Robots created by Hyundai Heavy Industries assemble cars in a Hyundai Motor plant.
Robots created by Hyundai Heavy Industries assemble cars in a Hyundai Motor plant.

 

Foreign companies are expected to accelerate their offensives in the local industrial robot market. European companies are targeting the South Korean robotics market, where 10,000 workers use 396 robots, the top level in terms of the average number of robots used by a worker in the industrial field (data from IFR, World Robotics 2013).

In particular, South Korea has been recognized as an attractive market to foreign robot businesses, in that the South Korean manufacturing industry is spread across the semiconductors, electronics, and automobiles sectors.

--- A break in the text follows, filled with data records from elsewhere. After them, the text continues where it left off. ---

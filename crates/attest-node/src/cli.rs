use crate::config::{IdentityConfig, NodeConfig};
use crate::service::{pending_payouts, RewardService};
use anyhow::{Context, Result};
use attest_storage::FileRewardStorage;
use attest_types::TransactionId;
use clap::{Parser, Subcommand};
use std::path::{Path, PathBuf};
use tracing::info;

/// Looked up in the working directory when `--config` is not given.
pub const DEFAULT_CONFIG_FILE: &str = "./attest-config.toml";

#[derive(Parser)]
#[command(name = "attest-node")]
#[command(about = "Forum attestation reward engine", long_about = None)]
pub struct Cli {
    /// Configuration file path
    #[arg(short, long, value_name = "FILE")]
    pub config: Option<PathBuf>,

    /// Verbosity level (can be repeated)
    #[arg(short, long, action = clap::ArgAction::Count)]
    pub verbose: u8,

    #[command(subcommand)]
    pub command: Commands,
}

#[derive(Subcommand)]
pub enum Commands {
    /// Run the retry and funds-sweep loops until interrupted
    Start {
        /// Data directory for storage
        #[arg(short, long)]
        data_dir: Option<PathBuf>,

        /// JSON ledger fixture to preload
        #[arg(long)]
        ledger_fixture: Option<PathBuf>,
    },

    /// Write a default configuration file
    Init {
        /// Output directory for configuration
        #[arg(short, long, default_value = ".")]
        output: PathBuf,

        /// Node name, also seeds the development identity
        #[arg(long)]
        name: Option<String>,
    },

    /// Run the reward flow for one recorded transaction
    Issue {
        transaction_id: u64,
    },

    /// List rewards that have not been paid yet
    Pending,
}

impl Cli {
    /// Explicit `--config`, else the default file if present.
    pub fn config_path(&self) -> Option<PathBuf> {
        self.config.clone().or_else(|| {
            let default = PathBuf::from(DEFAULT_CONFIG_FILE);
            default.exists().then_some(default)
        })
    }

    pub fn load_config(&self) -> Result<NodeConfig> {
        NodeConfig::load(self.config_path().as_deref())
    }
}

pub async fn run_start(
    mut config: NodeConfig,
    data_dir: Option<PathBuf>,
    ledger_fixture: Option<PathBuf>,
) -> Result<()> {
    // CLI arguments override file and environment
    if let Some(data_dir) = data_dir {
        config.node.data_dir = data_dir;
    }
    if let Some(fixture) = ledger_fixture {
        config.node.ledger_fixture = Some(fixture);
    }

    info!(
        version = env!("CARGO_PKG_VERSION"),
        name = %config.node.name,
        data_dir = ?config.node.data_dir,
        attestor = %config.identity.attestor_address,
        "🚀 Starting attestation reward node"
    );

    let service = RewardService::new(&config).await?;
    let retry_handle = service.spawn_retry_loop();
    let sweep_handle = service.spawn_sweep_loop();

    info!(
        retry_interval_secs = config.scheduler.retry_interval_secs,
        sweep_interval_secs = config.scheduler.sweep_interval_secs,
        "✅ Node ready"
    );

    tokio::signal::ctrl_c().await?;
    info!("🛑 Shutting down gracefully");

    retry_handle.abort();
    sweep_handle.abort();
    Ok(())
}

pub fn run_init(output: &Path, name: Option<String>) -> Result<PathBuf> {
    std::fs::create_dir_all(output)
        .with_context(|| format!("creating {}", output.display()))?;

    let mut config = NodeConfig::default();
    if let Some(name) = name {
        config.identity = IdentityConfig::dev(&name);
        config.node.name = name;
    }

    let path = output.join("attest-config.toml");
    config.save_to_file(&path)?;
    info!(path = %path.display(), name = %config.node.name, "✨ Configuration written");
    Ok(path)
}

pub async fn run_issue(config: NodeConfig, transaction_id: u64) -> Result<()> {
    let service = RewardService::new(&config).await?;
    let report = service
        .engine
        .issue_rewards(TransactionId(transaction_id))
        .await?;

    println!("transaction {}", report.transaction_id);
    println!("  first-time reward: {:?}", report.first_time);
    match (&report.referrer, &report.referral) {
        (Some(referrer), Some(referral)) => {
            println!("  referrer: {} ({})", referrer.user_address, referrer.user_id);
            println!("  referral reward: {:?}", referral);
        }
        _ => println!("  no referrer"),
    }
    Ok(())
}

pub async fn run_pending(config: NodeConfig) -> Result<()> {
    let storage = FileRewardStorage::open(config.storage_path()).await?;
    let payouts = pending_payouts(&storage).await?;

    if payouts.is_empty() {
        println!("No pending rewards");
        return Ok(());
    }
    for payout in payouts {
        println!(
            "{:<12} tx {:<8} {} cash {} contract {}",
            payout.kind.to_string(),
            payout.transaction_id,
            payout.beneficiary_address,
            payout.reward,
            payout.contract_reward,
        );
    }
    Ok(())
}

Foreign companies such as Austria's Keba and Germany's Kuka Robotics are being very aggressive in entering the South Korean market by participating in Korea's largest robotics event, the “2014 Robot World” held at KINTEX on Oct. 26.

Keba, which established a subsidiary in Korea last year and achieved sales of three billion won for a year, is contacting South Korean industrial robot manufacturers like Hyundai Heavy Industries and universities with a goal of 30 percent sales growth for a year.

Keba is focusing on the market of parts and software for industrial robots, since the local market depends considerably on their import. According to Korea Evaluation Institute of Industrial Technology, over 80 percent of industrial robot parts and software are currently imported.

Kuka Robotics, which is a manufacturer of articulated robots, set up its Korean subsidiary in 1998. The company has only a 3 percent market share in the Korean market, even though its share tops the European industrial robot market.

The South Korean robot market has grown to account for one seventh (approximately 2 trillion won, or US$1.9 billion) of the global robot market (approximately 14 trillion won, or US$13.3 billion) in 2013, according to the International Federation of Robotics.

Meanwhile, the size of foreign company booths in this year's Robot World, which ended on Oct. 26, is two times larger than last year. According to the Korea Association of Robot Industry that is hosting the “2014 Robot World,” 40 booths (17 companies) out of 320 were set up by foreign companies. The size was more than 2.2 times compared to last year (18 booths, 14 companies).